- The effects of initial leaf litter chemistry of 16 common coniferous and deciduous hardwoods and shrubs on their annual decomposition patterns were studied on the H.J. Andrews Experimental Forest (Oregon). Leaf litters were characterized by their chemical qualities, which included measurement of elemental fractions (C, N, P, K, Ca, Mg), proximate fractions (non-polar, polar, acid-soluble extractives, acid-soluble lignin and acid-insoluble "Klason lignin"), and colorimetric characters (total phenolics, reactive polyphenolics, water-soluble carbohydrates, water-soluble condensed tannins, and water and acid-insoluble condensed tannins). These analytical methods improve upon traditional proximate analysis (Ryan et al. 1990) used to characterize leaf litters, through measurement of reactive and residual phenolic fractions and acid-soluble lignin.
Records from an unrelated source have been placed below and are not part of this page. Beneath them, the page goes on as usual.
use std::{fmt, str::FromStr};

use serde::{Deserialize, Serialize};

use crate::errors::CoreError;

/// Tipo de dump: decide qué ensamblador usa el decodificador.
///
/// Cada dump tiene un elemento raíz en plural (`<artists>`) que envuelve
/// elementos en singular (`<artist>`).
#[derive(Debug, Clone, Copy, PartialEq, Eq, Hash, Serialize, Deserialize)]
#[serde(rename_all = "lowercase")]
pub enum FileType {
  Artists,
  Labels,
  Masters,
  Releases,
}

impl FileType {
  pub const ALL: [FileType; 4] = [FileType::Artists, FileType::Labels, FileType::Masters, FileType::Releases];

  /// Nombre del elemento raíz del dump.
  pub fn root_element(self) -> &'static str {
    match self {
      FileType::Artists => "artists",
      FileType::Labels => "labels",
      FileType::Masters => "masters",
      FileType::Releases => "releases",
    }
  }

  /// Nombre de cada entidad de primer nivel.
  pub fn entity_element(self) -> &'static str {
    match self {
      FileType::Artists => "artist",
      FileType::Labels => "label",
      FileType::Masters => "master",
      FileType::Releases => "release",
    }
  }

  /// Reconoce el tipo a partir del elemento raíz del documento.
  pub fn from_root_element(name: &str) -> Option<Self> {
    Self::ALL.into_iter().find(|t| t.root_element() == name)
  }

  /// Adivina el tipo a partir del nombre del fichero
  /// (`discogs_20240101_releases.xml` → `Releases`).
  pub fn from_file_name(file_name: &str) -> Option<Self> {
    let lower = file_name.to_lowercase();
    Self::ALL.into_iter().find(|t| lower.contains(t.root_element()))
  }
}

impl FromStr for FileType {
  type Err = CoreError;

  /// Acepta singular y plural, sin distinguir mayúsculas.
  fn from_str(s: &str) -> Result<Self, Self::Err> {
    let normalized = s.trim().to_lowercase();

    Self::ALL
      .into_iter()
      .find(|t| t.root_element() == normalized || t.entity_element() == normalized)
      .ok_or_else(|| CoreError::InvalidFileType(s.to_string()))
  }
}

impl fmt::Display for FileType {
  fn fmt(&self, f: &mut fmt::Formatter<'_>) -> fmt::Result {
    f.write_str(self.root_element())
  }
}
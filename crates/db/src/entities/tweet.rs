//! Tweet entity (short text posts on a channel).

use sea_orm::entity::prelude::*;
use serde::{Deserialize, Serialize};

use crate::store::{CollectionName, Document};

/// Maximum tweet length in characters.
pub const MAX_CONTENT_CHARS: usize = 500;

#[derive(Clone, Debug, PartialEq, Eq, DeriveEntityModel, Serialize, Deserialize)]
#[sea_orm(table_name = "tweet")]
pub struct Model {
    #[sea_orm(primary_key, auto_increment = false)]
    pub id: String,

    pub owner_id: String,

    #[sea_orm(column_type = "String(StringLen::N(2048))")]
    pub content: String,

    pub created_at: DateTimeWithTimeZone,

    pub updated_at: DateTimeWithTimeZone,
}

#[derive(Copy, Clone, Debug, EnumIter, DeriveRelation)]
pub enum Relation {
    #[sea_orm(
        belongs_to = "super::user::Entity",
        from = "Column::OwnerId",
        to = "super::user::Column::Id"
    )]
    Owner,
}

impl Related<super::user::Entity> for Entity {
    fn to() -> RelationDef {
        Relation::Owner.def()
    }
}

impl ActiveModelBehavior for ActiveModel {}

impl Document for Model {
    const COLLECTION: CollectionName = CollectionName::Tweets;

    fn id(&self) -> &str {
        &self.id
    }

    fn stamp_created(&mut self, now: DateTimeWithTimeZone) {
        self.created_at = now;
        self.updated_at = now;
    }
}
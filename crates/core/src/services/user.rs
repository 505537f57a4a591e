//! User service.

use serde::Deserialize;
use tubeline_common::{
    AppError, AppResult, ErrorKind, IdGenerator, MediaUpload, SharedMediaStore, validate_id,
};
use tubeline_db::entities::{IdList, user};
use tubeline_db::store::{CollectionName, Filter, Patch, Store};
use validator::Validate;

use crate::aggregation::views::{
    ChannelProfile, HistoryVideo, is_subscribed, owner, subscribers_count,
};
use crate::aggregation::{Derive, Join, Pipeline, QueryEngine};
use crate::auth::Actor;
use crate::cascade::CascadeManager;

/// Input for registering a new user.
#[derive(Debug, Deserialize, Validate)]
pub struct RegisterInput {
    #[validate(
        length(min = 1, max = 256, message = "Full name is required"),
        custom(function = "crate::services::not_blank")
    )]
    pub fullname: String,

    #[validate(email(message = "Email is invalid"))]
    pub email: String,

    #[validate(
        length(min = 1, max = 128, message = "Username is required"),
        custom(function = "crate::services::not_blank")
    )]
    pub username: String,
}

/// Input for updating account details.
#[derive(Debug, Default, Deserialize, Validate)]
pub struct UpdateAccountInput {
    #[validate(length(min = 1, max = 256), custom(function = "crate::services::not_blank"))]
    pub fullname: Option<String>,

    #[validate(email)]
    pub email: Option<String>,
}

/// User service for business logic.
#[derive(Clone)]
pub struct UserService {
    store: Store,
    engine: QueryEngine,
    media: SharedMediaStore,
    cascade: CascadeManager,
    id_gen: IdGenerator,
}

impl UserService {
    /// Create a new user service.
    #[must_use]
    pub fn new(store: Store, media: SharedMediaStore) -> Self {
        Self {
            engine: QueryEngine::new(store.clone()),
            cascade: CascadeManager::new(store.clone(), media.clone()),
            store,
            media,
            id_gen: IdGenerator::new(),
        }
    }

    /// Register a new user.
    ///
    /// Username and email are stored lowercased. The avatar is required.
    pub async fn register(
        &self,
        input: RegisterInput,
        avatar: MediaUpload,
        cover_image: Option<MediaUpload>,
    ) -> AppResult<user::Model> {
        input.validate()?;
        if avatar.data.is_empty() {
            return Err(AppError::invalid("Avatar is required"));
        }
        let username = input.username.trim().to_lowercase();
        let email = input.email.trim().to_lowercase();

        for (field, value) in [("username", &username), ("email", &email)] {
            let filter = Filter::all().eq(field, value.as_str());
            if self.store.users.count(&filter).await? > 0 {
                return Err(AppError::Conflict(
                    "User with this email or username already exists".to_string(),
                ));
            }
        }

        let avatar = self.media.store(&avatar).await?;
        let cover = match &cover_image {
            Some(upload) => match self.media.store(upload).await {
                Ok(cover) => Some(cover),
                Err(err) => {
                    self.cascade.purge(avatar.as_str()).await;
                    return Err(err);
                }
            },
            None => None,
        };

        let now = chrono::Utc::now().fixed_offset();
        let model = user::Model {
            id: self.id_gen.generate(),
            username,
            email,
            fullname: input.fullname.trim().to_string(),
            avatar: avatar.as_str().to_string(),
            cover_image: cover.as_ref().map(|c| c.as_str().to_string()),
            watch_history: IdList::default(),
            created_at: now,
            updated_at: now,
        };

        match self.store.users.create(model).await {
            Ok(user) => {
                tracing::info!(user_id = %user.id, username = %user.username, "Registered user");
                Ok(user)
            }
            Err(err) => {
                self.cascade.purge(avatar.as_str()).await;
                if let Some(cover) = &cover {
                    self.cascade.purge(cover.as_str()).await;
                }
                if err.kind() == ErrorKind::Conflict {
                    return Err(AppError::Conflict(
                        "User with this email or username already exists".to_string(),
                    ));
                }
                Err(err)
            }
        }
    }

    /// Get a user by ID.
    pub async fn get_user(&self, user_id: &str) -> AppResult<user::Model> {
        let user_id = validate_id("User", user_id)?;
        self.store.users.fetch(user_id).await
    }

    /// Change full name or email.
    pub async fn update_account(
        &self,
        actor: &Actor,
        input: UpdateAccountInput,
    ) -> AppResult<user::Model> {
        input.validate()?;
        let mut patch = Patch::new();
        if let Some(fullname) = &input.fullname {
            patch = patch.set("fullname", fullname.trim());
        }
        if let Some(email) = &input.email {
            patch = patch.set("email", email.trim().to_lowercase());
        }
        if patch.is_empty() {
            return Err(AppError::invalid("Full name or email is required"));
        }

        self.store
            .users
            .update(&actor.id, patch)
            .await?
            .ok_or_else(|| AppError::not_found("User"))
    }

    /// Replace the avatar.
    pub async fn update_avatar(&self, actor: &Actor, avatar: MediaUpload) -> AppResult<user::Model> {
        if avatar.data.is_empty() {
            return Err(AppError::invalid("Avatar file is missing"));
        }
        self.replace_image(actor, "avatar", &avatar).await
    }

    /// Replace the cover image.
    pub async fn update_cover_image(
        &self,
        actor: &Actor,
        cover_image: MediaUpload,
    ) -> AppResult<user::Model> {
        if cover_image.data.is_empty() {
            return Err(AppError::invalid("Cover image file is missing"));
        }
        self.replace_image(actor, "cover_image", &cover_image).await
    }

    async fn replace_image(
        &self,
        actor: &Actor,
        field: &'static str,
        upload: &MediaUpload,
    ) -> AppResult<user::Model> {
        let current = self.store.users.fetch(&actor.id).await?;
        let stored = self.media.store(upload).await?;

        let updated = match self
            .store
            .users
            .update(&actor.id, Patch::new().set(field, stored.as_str()))
            .await
        {
            Ok(Some(updated)) => updated,
            result => {
                self.cascade.purge(stored.as_str()).await;
                return result.and_then(|missing| missing.ok_or_else(|| AppError::not_found("User")));
            }
        };

        let previous = match field {
            "avatar" => Some(current.avatar),
            _ => current.cover_image,
        };
        if let Some(previous) = previous {
            self.cascade.purge(&previous).await;
        }
        tracing::info!(user_id = %actor.id, field, "Replaced user image");
        Ok(updated)
    }

    /// A channel page header looked up by username.
    pub async fn channel_profile(
        &self,
        username: &str,
        viewer: Option<&Actor>,
    ) -> AppResult<ChannelProfile> {
        let username = username.trim().to_lowercase();
        if username.is_empty() {
            return Err(AppError::invalid("Username is required"));
        }

        let pipeline = Pipeline::new(CollectionName::Users)
            .filter(Filter::all().eq("username", username))
            .derive(subscribers_count("id"))
            .derive(Derive::Count {
                into: "channels_subscribed_to_count",
                collection: CollectionName::Subscriptions,
                foreign: "subscriber_id",
                local: "id",
                filter: Filter::all(),
            })
            .derive(is_subscribed("id", viewer.map(|a| a.id.as_str())))
            .project(&[
                "id",
                "username",
                "fullname",
                "email",
                "avatar",
                "cover_image",
                "subscribers_count",
                "channels_subscribed_to_count",
                "is_subscribed",
            ]);
        self.engine
            .first(pipeline)
            .await?
            .ok_or_else(|| AppError::not_found("Channel"))
    }

    /// The actor's watch history, most recently watched first.
    pub async fn watch_history(&self, actor: &Actor) -> AppResult<Vec<HistoryVideo>> {
        let videos = Join::many("watch_history", CollectionName::Videos, "watch_history", "id")
            .join(owner())
            .project(&[
                "id",
                "title",
                "description",
                "thumbnail",
                "duration_seconds",
                "views",
                "created_at",
                "owner",
            ]);
        let pipeline = Pipeline::new(CollectionName::Users)
            .filter(Filter::all().eq("id", actor.id.as_str()))
            .join(videos)
            .project(&["watch_history"]);

        let row: WatchHistoryRow = self
            .engine
            .first(pipeline)
            .await?
            .ok_or_else(|| AppError::not_found("User"))?;
        let mut videos = row.watch_history;
        videos.reverse();
        Ok(videos)
    }
}

#[derive(Deserialize)]
struct WatchHistoryRow {
    watch_history: Vec<HistoryVideo>,
}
This paper discusses the procedures that are involved in improving proximate analysis and the link between leaf chemistry and one year
decomposition rates. Significant differences were found in leaf litter qualities and in
decomposition rates (expressed as decay) among species. The annual decay (k) for the leaf litter ranged from 0.27 to 1.02. The decay values for all species combined had highly significant (p [less than or equal to] 0.0001) correlations with 29 out of the 36 initial chemistry variables tested. The three highest correlations were with acid-insoluble
condensed tannins (r= 0.83 p [less than or equal to] 0.0001 n=339), the lignocellulose index (r= -0.81 p[less than or equal to] 0.0001, n=339) and acid-insoluble residue or 'Klason lignin" (r= -0.80 p [less than or equal to] 0.0001, n=339). A multiple regression model with all 16 species suggested that annual decomposition was best related to acid-insoluble condensed tannins, Klason lignin, water-insoluble condensed tannins, Ca and total phenolic:N ( R²=0.84, p [less than or equal] 0.0001, n= 339). Correlation and multiple linear regression models with each species' decay rate revealed that no one single initial chemical predictor could best explain the decomposition rates for each of the 16 species and that there were a wide range of chemical predictors related to the patterns of decomposition for each species.